Suite aux différentes interventions, plusieurs membres présents dans la salle ont souhaité poser des questions. Ainsi, certains membres ont souhaité avoir plus d’informations sur la cohabitation entre les secteurs télécoms et de la télévision dans un contexte de convergence. Pour Olivier Gérolami, la multiplication des usages vidéo et de la consommation de la TV sur internet est déjà une réalité aujourd’hui. Cette convergence va être accentuée par le développement de nouvelles offres mobiles rendues possibles par le dividende numérique. On va ainsi assister à l’arrivée de nouvelles technologies comme l’internet haut débit mobile, notamment sur les réseaux 4G. La convergence est donc évidente, et d’autres pays l’ont bien compris à l’image de la Grande-Bretagne qui a unifié ses autorités de régulation des télécoms et de la télévision.

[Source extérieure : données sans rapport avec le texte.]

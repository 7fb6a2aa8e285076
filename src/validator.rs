use std::str::FromStr;

use chrono::{DateTime, Datelike, NaiveDate, NaiveDateTime, SubsecRound, Utc};
use rust_decimal::Decimal;

use crate::models::{RawRow, TransactionType};

pub const MAX_DESCRIPTION_CHARS: usize = 500;
pub const MAX_CATEGORY_NAME_CHARS: usize = 100;

const DATETIME_FORMATS: &[&str] = &[
    "%Y-%m-%dT%H:%M:%S%.f",
    "%Y-%m-%dT%H:%M",
    "%Y-%m-%d %H:%M:%S%.f",
    "%Y-%m-%d %H:%M",
];

/// Parse an ISO 8601 date or date-time. Values without an offset are UTC;
/// a bare date means midnight UTC. Instants are cut to whole milliseconds,
/// the precision they are stored at, and only four-digit years are accepted.
pub fn parse_date(raw: &str) -> Option<DateTime<Utc>> {
    parse_instant_text(raw.trim())
        .filter(|dt| (0..=9999).contains(&dt.year()))
        .map(|dt| dt.trunc_subsecs(3))
}

fn parse_instant_text(raw: &str) -> Option<DateTime<Utc>> {
    if let Ok(dt) = DateTime::parse_from_rfc3339(raw) {
        return Some(dt.with_timezone(&Utc));
    }
    for fmt in DATETIME_FORMATS {
        if let Ok(naive) = NaiveDateTime::parse_from_str(raw, fmt) {
            return Some(naive.and_utc());
        }
    }
    NaiveDate::parse_from_str(raw, "%Y-%m-%d")
        .ok()
        .and_then(|d| d.and_hms_opt(0, 0, 0))
        .map(|naive| naive.and_utc())
}

/// Parse a signed decimal amount, keeping the scale as written. Digit
/// separators are not numbers.
pub fn parse_amount(raw: &str) -> Option<Decimal> {
    let raw = raw.trim();
    if raw.contains('_') {
        return None;
    }
    Decimal::from_str(raw)
        .or_else(|_| Decimal::from_scientific(raw))
        .ok()
}

pub fn validate(row: &RawRow) -> Vec<String> {
    let mut errors = Vec::new();

    let date = row.date.trim();
    if date.is_empty() {
        errors.push("Date is required".to_string());
    } else if parse_date(date).is_none() {
        errors.push("Invalid date format. Use ISO 8601 (YYYY-MM-DD)".to_string());
    }

    let amount = row.amount.trim();
    if amount.is_empty() {
        errors.push("Amount is required".to_string());
    } else if parse_amount(amount).map_or(true, |a| a.is_zero()) {
        errors.push("Amount must be a non-zero number".to_string());
    }

    let description = row.description.trim();
    if description.is_empty() {
        errors.push("Description is required".to_string());
    } else if description.chars().count() > MAX_DESCRIPTION_CHARS {
        errors.push(format!(
            "Description must not exceed {MAX_DESCRIPTION_CHARS} characters"
        ));
    }

    let category_name = row.category_name.trim();
    if category_name.is_empty() {
        errors.push("Category name is required".to_string());
    } else if category_name.chars().count() > MAX_CATEGORY_NAME_CHARS {
        errors.push(format!(
            "Category name must not exceed {MAX_CATEGORY_NAME_CHARS} characters"
        ));
    }

    if let Some(kind) = &row.txn_type {
        if TransactionType::parse(kind).is_none() {
            errors.push("Type must be INCOME or EXPENSE".to_string());
        }
    }

    errors
}
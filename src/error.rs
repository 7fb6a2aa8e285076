use thiserror::Error;

#[derive(Error, Debug)]
pub enum MonetaError {
    #[error("Database error: {0}")]
    Db(#[from] rusqlite::Error),

    #[error("IO error: {0}")]
    Io(#[from] std::io::Error),

    #[error("JSON error: {0}")]
    Json(#[from] serde_json::Error),

    #[error("Failed to parse CSV: {0}")]
    Parse(String),

    #[error("File is too large: {size} bytes (limit {limit} bytes)")]
    FileTooLarge { size: u64, limit: u64 },

    #[error("Unsupported file: {0}")]
    UnsupportedFile(String),

    #[error("Settings error: {0}")]
    Settings(String),

    #[error("{0}")]
    Other(String),
}

pub type Result<T> = std::result::Result<T, MonetaError>;
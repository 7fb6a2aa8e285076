use colored::Colorize;
use comfy_table::{Cell, Table};

use crate::cli::{open_db, resolve_user};
use crate::error::Result;
use crate::fmt::money;
use crate::models::TransactionType;
use crate::settings::load_settings;
use crate::store::parse_stored_amount;

pub fn list(user: Option<String>, limit: u32) -> Result<()> {
    let settings = load_settings();
    let user_id = resolve_user(&settings, user);
    let conn = open_db(&settings)?;

    let mut stmt = conn.prepare(
        "SELECT t.id, t.date, t.description, t.amount, t.txn_type, c.name \
         FROM transactions t JOIN categories c ON t.category_id = c.id \
         WHERE t.user_id = ?1 ORDER BY t.date DESC, t.id DESC LIMIT ?2",
    )?;
    let rows: Vec<(i64, String, String, String, String, String)> = stmt
        .query_map(rusqlite::params![user_id, limit], |row| {
            Ok((
                row.get(0)?,
                row.get(1)?,
                row.get(2)?,
                row.get(3)?,
                row.get(4)?,
                row.get(5)?,
            ))
        })?
        .collect::<std::result::Result<Vec<_>, _>>()?;

    if rows.is_empty() {
        println!("No transactions found.");
        return Ok(());
    }

    let mut table = Table::new();
    table.set_header(vec!["ID", "Date", "Description", "Amount", "Category"]);
    for (id, date, description, amount, kind, category) in rows {
        let amount = parse_stored_amount(&amount)?;
        let amt = match TransactionType::parse(&kind) {
            Some(TransactionType::Expense) => money(-amount).red().to_string(),
            _ => money(amount).green().to_string(),
        };
        table.add_row(vec![
            Cell::new(id),
            Cell::new(date.get(..10).unwrap_or(date.as_str())),
            Cell::new(description),
            Cell::new(amt),
            Cell::new(category),
        ]);
    }
    println!("Transactions\n{table}");
    Ok(())
}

Du côté des normes de diffusion, la HD est entrain de tout balayer. Selon une étude de l’institut GfK, la majorité des foyers français, soit 55,5% de la population, est équipé d’au moins un téléviseur HD. En 2010, sur 100 TV vendues, 98,5 sont des postes HD. Sachant qu’il s’est vendu l’an dernier 8,3M de postes de télévision, et qu’il y en aura près de 10M en 2010, il est évident que l’équipement des ménages en HD est en cours. La HD est donc la norme, et la SD n’a plus de raison d’être. Il est ainsi nécessaire d’optimiser la bande de fréquences TNT avec un passage le plus rapidement possible de toutes les chaînes en HD. Le coût ne sera pas si important dans la mesure où au rythme de développement actuel, dans très peu de temps les coûts de diffusion d’une chaîne en SD et en HD seront les mêmes.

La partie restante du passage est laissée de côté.